Keywords: headlines, posters, sports branding, apparel, packaging, sporty, industrial, assertive, retro, tough, impact, compactness, geometric cohesion, signage, athletic display, chamfered, blocky, octagonal, condensed, high-contrast shapes.
A compact, heavy sans built from straight strokes and clipped corners, replacing curves with angular facets. The forms are tall and tightly set, with a strong vertical emphasis and mostly uniform stroke thickness. Counters are squared-off and compact, and many characters show octagonal silhouettes (notably O/0 and C/G). Lowercase is simplified and sturdy, with a single-storey a and g, a compact e with a horizontal bar, and short, squared terminals throughout. Numerals follow the same chamfered construction, reading like athletic or stencil-adjacent blocks without visible true breaks.

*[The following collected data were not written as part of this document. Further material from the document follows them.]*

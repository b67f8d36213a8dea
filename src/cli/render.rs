//! Plain-text rendering of a daily metrics page

use rust_decimal::Decimal;
use std::fmt::Write;

use tracemeter::types::{DailyMetrics, DailyMetricsPage};

/// Format number with thousands separators
/// Example: 1234567 → "1,234,567"
pub fn format_number(n: u64) -> String {
    let s = n.to_string();
    let len = s.len();
    let mut result = String::with_capacity(len + len / 3);

    // Digits are ASCII, so byte indexing is safe
    for (i, ch) in s.bytes().enumerate() {
        if i > 0 && (len - i).is_multiple_of(3) {
            result.push(',');
        }
        result.push(ch as char);
    }

    result
}

/// Trailing zeros dropped: 1.50 → "$1.5", 0 → "$0"
pub fn format_cost(cost: Decimal) -> String {
    format!("${}", cost.normalize())
}

const ROW_HEADER: [&str; 7] = ["MODEL", "INPUT", "OUTPUT", "TOTAL", "OBS", "TRACES", "COST"];

fn render_day(out: &mut String, day: &DailyMetrics) {
    let _ = writeln!(
        out,
        "{}  {} traces  {}",
        day.date,
        format_number(day.count_traces),
        format_cost(day.total_cost)
    );

    if day.usage.is_empty() {
        out.push_str("  (no generations)\n");
        return;
    }

    let [model, input, output, total, obs, traces, cost] = ROW_HEADER;
    let _ = writeln!(
        out,
        "  {model:<28}{input:>12}{output:>12}{total:>12}{obs:>8}{traces:>8}{cost:>14}"
    );
    for row in &day.usage {
        let _ = writeln!(
            out,
            "  {:<28}{:>12}{:>12}{:>12}{:>8}{:>8}{:>14}",
            row.model.to_string(),
            format_number(row.input_usage),
            format_number(row.output_usage),
            format_number(row.total_usage),
            format_number(row.count_observations),
            format_number(row.count_traces),
            format_cost(row.total_cost),
        );
    }
}

pub fn render_table(page: &DailyMetricsPage) -> String {
    let mut out = String::new();

    if page.data.is_empty() {
        out.push_str("No usage data\n");
    }
    for (i, day) in page.data.iter().enumerate() {
        if i > 0 {
            out.push('\n');
        }
        render_day(&mut out, day);
    }

    let _ = writeln!(
        out,
        "\npage {}/{} ({} days)",
        page.meta.page,
        page.meta.total_pages,
        format_number(page.meta.total_items)
    );
    out
}
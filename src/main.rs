mod cli;

use clap::Parser;
use cli::Cli;

fn main() -> anyhow::Result<()> {
    let cli = Cli::parse();
    cli.run()
}
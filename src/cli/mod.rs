mod render;

use anyhow::Context;
use chrono::{DateTime, Utc};
use clap::{Args, Parser, Subcommand};
use std::path::PathBuf;
use tracing_subscriber::EnvFilter;

use tracemeter::config::{AppConfig, OutputFormat};
use tracemeter::services::{daily_metrics, normalize_generation, DataLoaderService};
use tracemeter::types::{DailyMetricsPage, MetricsQuery, RecordSet, DEFAULT_PAGE};

/// Daily token usage & cost report over exported traces
#[derive(Parser)]
#[command(name = "tracemeter")]
#[command(version, about, long_about = None)]
pub struct Cli {
    /// Config file (default: ~/.tracemeter/config.toml)
    #[arg(long, global = true)]
    config: Option<PathBuf>,

    #[command(subcommand)]
    command: Commands,
}

#[derive(Subcommand)]
enum Commands {
    /// Show daily usage per model, most recent day first
    Daily(DailyArgs),

    /// Validate export files and summarize their contents
    Check {
        /// Export file or glob pattern
        #[arg(long, short)]
        input: String,
    },
}

#[derive(Args, Debug)]
struct DailyArgs {
    /// Export file or glob pattern
    #[arg(long, short)]
    input: String,

    /// Output as JSON
    #[arg(long)]
    json: bool,

    /// Page number, starting at 1
    #[arg(long)]
    page: Option<u32>,

    /// Days per page
    #[arg(long)]
    limit: Option<u32>,

    /// Only generations starting at or after this RFC 3339 time
    #[arg(long)]
    from: Option<DateTime<Utc>>,

    /// Only generations starting before this RFC 3339 time
    #[arg(long)]
    to: Option<DateTime<Utc>>,

    #[arg(long)]
    trace_name: Option<String>,

    #[arg(long)]
    user_id: Option<String>,

    /// Require a trace tag (repeatable)
    #[arg(long = "tag")]
    tags: Vec<String>,

    #[arg(long)]
    project: Option<String>,
}

impl DailyArgs {
    /// Flags win over config values
    fn to_query(&self, config: &AppConfig) -> MetricsQuery {
        MetricsQuery {
            page: self.page.unwrap_or(DEFAULT_PAGE),
            limit: self.limit.unwrap_or(config.query.limit),
            trace_name: self.trace_name.clone(),
            user_id: self.user_id.clone(),
            tags: self.tags.clone(),
            project_id: self
                .project
                .clone()
                .or_else(|| config.query.project_id.clone()),
            from_timestamp: self.from,
            to_timestamp: self.to,
        }
    }
}

fn init_logging(level: &str) {
    let filter = EnvFilter::try_from_default_env().unwrap_or_else(|_| EnvFilter::new(level));
    // stdout carries the report, logs go to stderr
    let _ = tracing_subscriber::fmt()
        .with_env_filter(filter)
        .with_writer(std::io::stderr)
        .try_init();
}

fn load_records(input: &str) -> anyhow::Result<RecordSet> {
    DataLoaderService::new(input)
        .load()
        .with_context(|| format!("failed to load records from {}", input))
}

impl Cli {
    pub fn run(self) -> anyhow::Result<()> {
        let (config, warning) = AppConfig::load(self.config.as_deref())?;
        init_logging(&config.log_level);
        if let Some(warning) = warning {
            tracing::warn!("{}", warning);
        }

        match self.command {
            Commands::Daily(args) => run_daily(&args, &config),
            Commands::Check { input } => run_check(&input),
        }
    }
}

fn run_daily(args: &DailyArgs, config: &AppConfig) -> anyhow::Result<()> {
    let records = load_records(&args.input)?;
    let query = args.to_query(config);
    let page = daily_metrics(&records, &query)?;

    print!("{}", render_page(&page, output_format(args, config))?);
    Ok(())
}

/// `--json` wins over the configured format
fn output_format(args: &DailyArgs, config: &AppConfig) -> OutputFormat {
    if args.json {
        OutputFormat::Json
    } else {
        config.output.format
    }
}

fn render_page(page: &DailyMetricsPage, format: OutputFormat) -> anyhow::Result<String> {
    match format {
        OutputFormat::Json => Ok(format!("{}\n", serde_json::to_string_pretty(page)?)),
        OutputFormat::Table => Ok(render::render_table(page)),
    }
}

fn run_check(input: &str) -> anyhow::Result<()> {
    let records = load_records(input)?;
    println!("{}", check_summary(&records)?);
    Ok(())
}

/// Validate a record set and describe what the report can bucket
fn check_summary(records: &RecordSet) -> tracemeter::types::Result<String> {
    records.validate()?;

    let undated = records
        .generations
        .iter()
        .filter(|g| normalize_generation(g).is_none())
        .count();
    Ok(format!(
        "{} traces, {} generations ({} without start time)",
        records.traces.len(),
        records.generations.len(),
        undated
    ))
}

Best suited to display applications that benefit from dense, high-impact letterforms: headlines, posters, team or event graphics, apparel marks, and bold packaging callouts. It can also work for short UI labels or signage where a compact, angular look is desired, but extended small text may feel cramped due to the tight counters and heavy weight.
The overall tone is forceful and no-nonsense, evoking sports titling, industrial signage, and retro arcade or varsity graphics. Its sharp chamfers and compressed rhythm create a sense of speed and impact, with an unmistakably engineered, utilitarian edge.
The design appears intended as a modernized block display face that channels athletic and industrial influences through a consistent chamfered geometry. By trading curves for planar cuts and keeping strokes uniform, it aims for maximum punch and a cohesive, machine-cut texture across letters and figures.
Diagonal joins (K, X, Y) are cut with crisp angles that keep the texture consistent across lines. The dotted i and j use square dots, reinforcing the geometric system. The bold massing and tight internal spaces make it most comfortable at display sizes where the faceted details stay distinct.